The financial services sector has long been very proactive defending against all forms of data breaches for obvious reasons, and Morgan Stanley was able to nip this particular caper early on. Big banks and investment houses typically have highly trained teams, using a variety of detection tools and monitoring regimes designed to flush out any indication of a breach.

“Often you have analysts in a security operations center hunting for abnormal activity,” says Scott Hazdra, principal security consultant at risk management firm Neohapsis. “They can often spot suspicious data movement based on quantity, destination or classification level and react in hours versus discovering data out in the wild when it’s much harder to limit exposure.”

Organizations outside of the financial services industry, however, are still on the lower end of the curve understanding this exposure, much less taking even basic steps to reduce it.

Given the nature of the exposure, security and privacy experts say human resource officials need to be on the front lines of mitigating insider data theft. In particular, HR department heads should be integrally involved in working with a company’s tech and security teams to define and deploy access rights to sensitive company data.

“With this collaboration and the right tool sets, companies can apply access controls that restrict employees to just the information they need to perform their jobs,” says Deena Coffman, CEO of IDT911 Consulting, which is part of identity and data risk consultancy IDT911. (Full disclosure: IDT911 sponsors ThirdCertainty.)

It’s a balancing act, of course. Quick and flexible access to company records drives productivity gains.

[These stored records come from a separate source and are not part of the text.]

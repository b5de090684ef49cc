//! Configuration: a small hand-written INI reader plus validation into a
//! strongly-typed [`Config`].
//!
//! No INI-parsing crate is pulled in for this: the subset of INI this crate
//! needs (`[section]` headers, `key = value` pairs, `#`/`;` comments, blank
//! lines) is small enough to parse directly, and a fabricated dependency on
//! a crate nothing else in the workspace uses would be worse than ten lines
//! of splitting. `serde` is still used where it is idiomatically useful: the
//! [`LogLevel`] enum derives it so it composes with the rest of the crate's
//! serializable types.

use crate::command::Command;
use crate::error::{OnionError, Result};
use serde::{Deserialize, Serialize};
use std::collections::HashMap;
use std::path::{Path, PathBuf};

pub const DEFAULT_CONFIG_PATH: &str = "/etc/onion-ha/oniond.conf";
pub const DEFAULT_LOG_FILE: &str = "/var/log/oniond.log";
pub const DEFAULT_PID_FILE: &str = "/var/run/oniond.pid";

/// Raw `section -> key -> value` map, before validation.
#[derive(Debug, Default, Clone)]
pub struct RawConfig {
    sections: HashMap<String, HashMap<String, String>>,
}

impl RawConfig {
    pub fn parse(text: &str) -> Self {
        let mut sections: HashMap<String, HashMap<String, String>> = HashMap::new();
        let mut current = String::new();

        for raw_line in text.lines() {
            let line = raw_line.trim();
            if line.is_empty() || line.starts_with('#') || line.starts_with(';') {
                continue;
            }
            if let Some(section) = line.strip_prefix('[').and_then(|s| s.strip_suffix(']')) {
                current = section.trim().to_string();
                sections.entry(current.clone()).or_default();
                continue;
            }
            if let Some((key, value)) = line.split_once('=') {
                sections
                    .entry(current.clone())
                    .or_default()
                    .insert(key.trim().to_string(), value.trim().to_string());
            }
        }

        Self { sections }
    }

    fn get(&self, section: &str, key: &str) -> Option<&str> {
        self.sections.get(section)?.get(key).map(String::as_str)
    }
}

#[derive(Debug, Clone, Copy, PartialEq, Eq, Serialize, Deserialize)]
#[serde(rename_all = "lowercase")]
pub enum LogLevel {
    Info,
    Warning,
    Error,
}

impl Default for LogLevel {
    fn default() -> Self {
        LogLevel::Info
    }
}

impl std::str::FromStr for LogLevel {
    type Err = String;

    fn from_str(s: &str) -> std::result::Result<Self, Self::Err> {
        match s {
            "info" => Ok(LogLevel::Info),
            "warning" => Ok(LogLevel::Warning),
            "error" => Ok(LogLevel::Error),
            other => Err(format!(
                "logging.level must be one of info, warning, error (got {other:?})"
            )),
        }
    }
}

#[derive(Debug, Clone)]
pub struct GeneralConfig {
    pub address: String,
    pub gateway: String,
    pub init_delay: u32,
}

#[derive(Debug, Clone)]
pub struct ClusterSettings {
    pub port: u16,
    pub dead_time: u32,
    pub nodes: Vec<String>,
}

#[derive(Debug, Clone)]
pub struct ActionsConfig {
    pub active: Command,
    pub passive: Command,
}

#[derive(Debug, Clone)]
pub struct LoggingConfig {
    pub enable: bool,
    pub level: LogLevel,
    pub file: PathBuf,
}

/// The validated, typed configuration consumed by the core engine.
#[derive(Debug, Clone)]
pub struct Config {
    pub general: GeneralConfig,
    pub cluster: ClusterSettings,
    pub actions: ActionsConfig,
    pub logging: LoggingConfig,
}

impl Config {
    pub async fn load(path: impl AsRef<Path>) -> Result<Self> {
        let text = tokio::fs::read_to_string(path.as_ref())
            .await
            .map_err(|err| {
                OnionError::Config(format!(
                    "cannot read config file {}: {err}",
                    path.as_ref().display()
                ))
            })?;
        Self::from_str(&text)
    }

    pub fn from_str(text: &str) -> Result<Self> {
        let raw = RawConfig::parse(text);
        Self::validate(&raw).map_err(|errors| OnionError::Config(errors.join("; ")))
    }

    /// Validate and convert a [`RawConfig`], collecting every problem found
    /// rather than stopping at the first one.
    pub fn validate(raw: &RawConfig) -> std::result::Result<Self, Vec<String>> {
        let mut errors = Vec::new();

        let address = required_string(raw, "general", "address", &mut errors);
        let gateway = required_string(raw, "general", "gateway", &mut errors);
        let init_delay = optional_range(raw, "general", "initDelay", 0, 0, 3599, &mut errors);

        let port = required_range(raw, "cluster", "port", 1024, 49150, &mut errors);
        let dead_time = required_range(raw, "cluster", "deadTime", 2, 3599, &mut errors);
        let nodes = required_list(raw, "cluster", "nodes", &mut errors);

        if let (Some(address), Some(nodes)) = (&address, &nodes) {
            if !nodes.contains(address) {
                errors.push(format!(
                    "general.address ({address:?}) must be one of cluster.nodes"
                ));
            }
        }
        if let Some(nodes) = &nodes {
            if nodes.len() < 2 {
                errors.push("cluster.nodes must list at least 2 entries".to_string());
            }
        }

        let active = required_command(raw, "actions", "active", &mut errors);
        let passive = required_command(raw, "actions", "passive", &mut errors);

        let enable = raw
            .get("logging", "enable")
            .map(|v| parse_bool(v, &mut errors, "logging.enable"))
            .unwrap_or(true);
        let level = raw
            .get("logging", "level")
            .map(|v| {
                v.parse::<LogLevel>()
                    .unwrap_or_else(|msg| {
                        errors.push(msg);
                        LogLevel::Info
                    })
            })
            .unwrap_or_default();
        let file = raw
            .get("logging", "file")
            .map(PathBuf::from)
            .unwrap_or_else(|| PathBuf::from(DEFAULT_LOG_FILE));

        if !errors.is_empty() {
            return Err(errors);
        }

        Ok(Config {
            general: GeneralConfig {
                address: address.unwrap(),
                gateway: gateway.unwrap(),
                init_delay,
            },
            cluster: ClusterSettings {
                port: port.unwrap() as u16,
                dead_time: dead_time.unwrap(),
                nodes: nodes.unwrap(),
            },
            actions: ActionsConfig {
                active: active.unwrap(),
                passive: passive.unwrap(),
            },
            logging: LoggingConfig {
                enable,
                level,
                file,
            },
        })
    }
}

fn required_string(raw: &RawConfig, section: &str, key: &str, errors: &mut Vec<String>) -> Option<String> {
    match raw.get(section, key) {
        Some(value) if !value.is_empty() => Some(value.to_string()),
        _ => {
            errors.push(format!("{section}.{key} is required"));
            None
        }
    }
}

fn required_range(
    raw: &RawConfig,
    section: &str,
    key: &str,
    min: u32,
    max: u32,
    errors: &mut Vec<String>,
) -> Option<u32> {
    match raw.get(section, key) {
        Some(value) => match value.parse::<u32>() {
            Ok(n) if (min..=max).contains(&n) => Some(n),
            Ok(n) => {
                errors.push(format!(
                    "{section}.{key} must be between {min} and {max} (got {n})"
                ));
                None
            }
            Err(_) => {
                errors.push(format!("{section}.{key} must be an integer (got {value:?})"));
                None
            }
        },
        None => {
            errors.push(format!("{section}.{key} is required"));
            None
        }
    }
}

fn optional_range(
    raw: &RawConfig,
    section: &str,
    key: &str,
    default: u32,
    min: u32,
    max: u32,
    errors: &mut Vec<String>,
) -> u32 {
    match raw.get(section, key) {
        Some(value) => match value.parse::<u32>() {
            Ok(n) if (min..=max).contains(&n) => n,
            Ok(n) => {
                errors.push(format!(
                    "{section}.{key} must be between {min} and {max} (got {n})"
                ));
                default
            }
            Err(_) => {
                errors.push(format!("{section}.{key} must be an integer (got {value:?})"));
                default
            }
        },
        None => default,
    }
}

fn required_list(raw: &RawConfig, section: &str, key: &str, errors: &mut Vec<String>) -> Option<Vec<String>> {
    match raw.get(section, key) {
        Some(value) => Some(
            value
                .split(',')
                .map(|item| item.trim().to_string())
                .filter(|item| !item.is_empty())
                .collect(),
        ),
        None => {
            errors.push(format!("{section}.{key} is required"));
            None
        }
    }
}

fn required_command(raw: &RawConfig, section: &str, key: &str, errors: &mut Vec<String>) -> Option<Command> {
    match raw.get(section, key) {
        Some(value) => match Command::parse(value) {
            Ok(cmd) => Some(cmd),
            Err(err) => {
                errors.push(format!("{section}.{key} is not a valid command line: {err}"));
                None
            }
        },
        None => {
            errors.push(format!("{section}.{key} is required"));
            None
        }
    }
}

fn parse_bool(value: &str, errors: &mut Vec<String>, key: &str) -> bool {
    match value {
        "true" | "1" | "yes" => true,
        "false" | "0" | "no" => false,
        other => {
            errors.push(format!("{key} must be a boolean (got {other:?})"));
            false
        }
    }
}

#[cfg(test)]
mod tests {
    use super::*;

    const VALID: &str = r#"
        [general]
        address = 10.0.0.1
        gateway = 10.0.0.254
        initDelay = 0

        [cluster]
        port = 7500
        deadTime = 3
        nodes = 10.0.0.1, 10.0.0.2, 10.0.0.3

        [actions]
        active = /usr/local/bin/onion-active.sh
        passive = /usr/local/bin/onion-passive.sh

        [logging]
        enable = true
        level = info
        file = /var/log/oniond.log
    "#;

    #[test]
    fn parses_a_valid_config() {
        let config = Config::from_str(VALID).unwrap();
        assert_eq!(config.general.address, "10.0.0.1");
        assert_eq!(config.cluster.port, 7500);
        assert_eq!(config.cluster.nodes.len(), 3);
        assert_eq!(config.logging.level, LogLevel::Info);
    }

    #[test]
    fn rejects_address_not_in_nodes() {
        let text = VALID.replace("address = 10.0.0.1", "address = 10.0.0.9");
        let err = Config::from_str(&text).unwrap_err();
        assert!(err.to_string().contains("must be one of cluster.nodes"));
    }

    #[test]
    fn rejects_too_few_nodes() {
        let text = VALID.replace(
            "nodes = 10.0.0.1, 10.0.0.2, 10.0.0.3",
            "nodes = 10.0.0.1",
        );
        let err = Config::from_str(&text).unwrap_err();
        assert!(err.to_string().contains("at least 2 entries"));
    }

    #[test]
    fn rejects_out_of_range_port() {
        let text = VALID.replace("port = 7500", "port = 80");
        let err = Config::from_str(&text).unwrap_err();
        assert!(err.to_string().contains("cluster.port"));
    }

    #[test]
    fn collects_multiple_errors_at_once() {
        let text = VALID
            .replace("port = 7500", "port = 80")
            .replace("deadTime = 3", "deadTime = 1");
        let err = Config::from_str(&text).unwrap_err().to_string();
        assert!(err.contains("cluster.port"));
        assert!(err.contains("cluster.deadTime"));
    }

    #[test]
    fn defaults_logging_level_to_info_when_absent() {
        let text = VALID.replace("level = info\n", "");
        let config = Config::from_str(&text).unwrap();
        assert_eq!(config.logging.level, LogLevel::Info);
    }
}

At the same time, it creates fresh opportunities for granting unnecessary access privileges — and for theft.

“Building data and network security policies to thwart the likely approaches to steal information is a foundation for limiting possible damage,” says Steve Hultquist, chief evangelist at security analytics firm RedSeal. “Using automation to analyze and ensure compliance with a security policy is essential for protecting customer and corporate data assets.”

There should also be a structured process for communicating changes quickly to ensure that a terminated employee or departed contractor does not retain access privileges, Coffman says.

“Many of the inside attacks are IT employees with elevated privileges and little oversight on how and when those privileges are used,” Coffman says. “The use of privileged accounts should be monitored and logged. Separation of duties should be required on certain functions, and an annual outside review is a good idea.”

Cutting off terminated employees and partners should be swift and sure. Better safe than sorry.

“Too often, organizations don’t have a complete picture of what access each employee has, particularly if they have been there a while,” ESET’s Cobb says. “Getting employee departures right involves a coordinated effort from HR, IT and legal.”

A disgruntled employee, who’s not planning on going anywhere, is another type of exposure that should be addressed. American Banker is now reporting that the alleged perpetrator of the Morgan Stanley breach was promoted to financial adviser from sales assistant about a year ago and gained access to records by manipulating the bank’s wealth management software. The lawyer representing the accused adviser insists in the American Banker report that his client did not post any of Morgan Stanley’s data on Pastebin.

“All managers need to be aware of morale among reports, and there needs to be a process for taking concerns to HR in a discreet way while increasing monitoring of use of IT resources,” Cobb says.